Stocks mixed as investors work through jobs report

NEW YORK — The stock market wasn’t sure what to make of the government’s latest jobs report.

The government reported Friday morning that the U.S. added jobs in November, and stock index futures shot higher in pre-market trading. Then, as traders dived into the details of the report, their reaction became more tempered.

The Dow Jones industrial average jumped 71 points in early trading before trimming in its gains. By mid-afternoon, it was up 51 points to 13,125.

The Standard & Poor’s 500 shot up, then bounced between small gains and losses. The Nasdaq opened higher, then turned negative in the morning and stayed there throughout the day.

The headline numbers from the jobs report were what sent the market higher in early trading. The Labor Department said the U.S. added 146,000 jobs last month. The unemployment rate fell to 7.7 percent from 7.9 percent, the lowest in nearly four years.

The overall report, however, painted a more restrained view of the economy.

“If you delve into that report a little more, there are some disturbing issues,” said Brian Lund, who is based in Los Angeles as executive vice president and co-founder of the online brokerage Ditto Trade.

The unemployment rate fell largely because discouraged unemployed workers stopped looking for work, which meant they were no longer counted among the unemployed. Also, the Labor Department revised previously released jobs numbers downward, saying that employers added 49,000 fewer jobs in October and September than initially estimated.

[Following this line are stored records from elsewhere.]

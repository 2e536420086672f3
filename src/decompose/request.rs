//! Inbound chat-completion request, as seen by the decomposition core.

use serde::{Deserialize, Serialize};

use crate::llm::{ChatMessage, Role};

/// The subset of an OpenAI-style chat-completion body the core reads.
///
/// Unknown fields are ignored here; the raw body is kept separately by the
/// HTTP layer for passthrough.
#[derive(Debug, Clone, Default, Serialize, Deserialize)]
pub struct ChatRequest {
    /// Model the caller asked for; used for pricing and for "deep" tasks.
    #[serde(default)]
    pub model: String,
    #[serde(default)]
    pub messages: Vec<ChatMessage>,
    /// Declared desired output size.
    #[serde(default, skip_serializing_if = "Option::is_none")]
    pub max_tokens: Option<u64>,
    /// Budget ceiling in USD for a decomposed request.
    #[serde(default, skip_serializing_if = "Option::is_none")]
    pub max_cost: Option<f64>,
}

impl ChatRequest {
    pub fn new(model: impl Into<String>, messages: Vec<ChatMessage>) -> Self {
        Self {
            model: model.into(),
            messages,
            max_tokens: None,
            max_cost: None,
        }
    }

    /// Text fragments of every user-authored message, in order.
    pub fn user_fragments(&self) -> impl Iterator<Item = &str> + '_ {
        self.messages
            .iter()
            .filter(|m| m.role == Role::User)
            .flat_map(|m| m.text_fragments())
    }

    /// All user-authored text, each fragment followed by a newline.
    pub fn user_content(&self) -> String {
        let mut out = String::new();
        for fragment in self.user_fragments() {
            out.push_str(fragment);
            out.push('\n');
        }
        out
    }
}

#[cfg(test)]
mod tests {
    use super::*;

    #[test]
    fn test_user_content_skips_other_roles() {
        let request: ChatRequest = serde_json::from_value(serde_json::json!({
            "model": "sonnet-4-x",
            "messages": [
                {"role": "system", "content": "be terse"},
                {"role": "user", "content": "add login"},
                {"role": "assistant", "content": "ok"},
                {"role": "user", "content": [{"type": "text", "text": "and logout"}]}
            ],
            "temperature": 0.2
        }))
        .unwrap();

        assert_eq!(request.user_content(), "add login\nand logout\n");
        assert_eq!(request.max_tokens, None);
    }
}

Lund also wasn’t so sure about the government’s statement that Hurricane Sandy “did not substantively impact” the unemployment numbers. He expected Sandy’s detrimental effects to show up in jobs reports over the next couple of months, as businesses figure out their post-storm plans.

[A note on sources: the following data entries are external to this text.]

//! Pre-dispatch cost ceiling.

/// Outcome of a budget check.
#[derive(Debug, Clone, PartialEq)]
pub struct BudgetCheck {
    pub allowed: bool,
    /// Human-readable reason, set only when the request is rejected.
    pub reason: Option<String>,
}

impl BudgetCheck {
    fn allowed() -> Self {
        Self {
            allowed: true,
            reason: None,
        }
    }
}

/// Compare an estimated cost against an optional ceiling.
///
/// Allowed iff the ceiling is unset or `estimated_cost <= ceiling`. A
/// ceiling of zero is a real ceiling.
pub fn check_budget(estimated_cost: f64, ceiling: Option<f64>) -> BudgetCheck {
    match ceiling {
        Some(max_cost) if estimated_cost > max_cost => BudgetCheck {
            allowed: false,
            reason: Some(format!(
                "Estimated cost ${:.4} exceeds limit ${:.4}",
                estimated_cost, max_cost
            )),
        },
        _ => BudgetCheck::allowed(),
    }
}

“If you have Sandy, you don’t automatically lose your job,” Lund said. “Businesses take time to say, ‘Oh, what’s going on, can we go forward, do we need to cut people to survive? It’s not until later that they start laying off.”

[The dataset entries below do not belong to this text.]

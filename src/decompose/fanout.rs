//! Fan-out coordinator: run every task concurrently and join them all.
//!
//! Each task runs in its own tokio task so a panic inside one runner is
//! contained. The join waits for every task; the first failure never
//! cancels the others.

use std::sync::Arc;
use std::time::Duration;

use futures::future::join_all;
use tokio::task::JoinError;

use super::{ChatRequest, ChunkRunner, QualityMode};
use crate::task::{DecompositionPlan, TaskResult};

/// Execute every task of `plan` and return one result per task, in plan
/// order, whatever order they finish in.
pub async fn run_all(
    runner: Arc<dyn ChunkRunner>,
    plan: &DecompositionPlan,
    request: Arc<ChatRequest>,
    quality: QualityMode,
) -> Vec<TaskResult> {
    let handles: Vec<_> = plan
        .tasks()
        .iter()
        .enumerate()
        .map(|(index, task)| {
            let runner = Arc::clone(&runner);
            let request = Arc::clone(&request);
            let task = task.clone();
            tokio::spawn(async move { runner.execute(&task, index, &request, quality).await })
        })
        .collect();

    join_all(handles)
        .await
        .into_iter()
        .zip(plan.tasks())
        .enumerate()
        .map(|(index, (joined, task))| match joined {
            Ok(mut result) => {
                // The slot index is authoritative.
                result.index = index;
                result
            }
            Err(e) => {
                let message = join_error_message(e);
                tracing::error!("Task {} '{}' crashed: {}", index + 1, task.title(), message);
                TaskResult::failed(index, task.title(), message, Duration::ZERO)
            }
        })
        .collect()
}

/// Describe why a spawned task did not produce a result.
fn join_error_message(error: JoinError) -> String {
    if error.is_cancelled() {
        return "Task was cancelled".to_string();
    }
    let payload = error.into_panic();
    if let Some(s) = payload.downcast_ref::<&str>() {
        format!("Task panicked: {}", s)
    } else if let Some(s) = payload.downcast_ref::<String>() {
        format!("Task panicked: {}", s)
    } else {
        "Task panicked".to_string()
    }
}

At mid-afternoon, the S&P 500 was essentially flat, up less than a point at 1,414. The Nasdaq composite index, weighed down by Apple, was down 17 to 2,973.

The yield on the benchmark 10-year Treasury note rose to 1.63 percent from 1.59 percent late Thursday, a sign that investors were putting more money in stocks.

Nicholas Colas, chief market strategist for ConvergEx in New York, was similarly unimpressed by the jobs numbers. In a note to clients, he said U.S. unemployment seems to be more consistent with “an ongoing recession than expansion.”

In the recession of the early 1990s and its aftermath, the highest rate of unemployment was 7.8 percent. In the recession of the early 2000s and its aftermath, the unemployment rate never got above 6.3 percent.

This time has been harsher. In late 2009, shortly after the recession officially ended, the unemployment rate peaked at 10 percent. For two years after that, it stayed above 9 percent.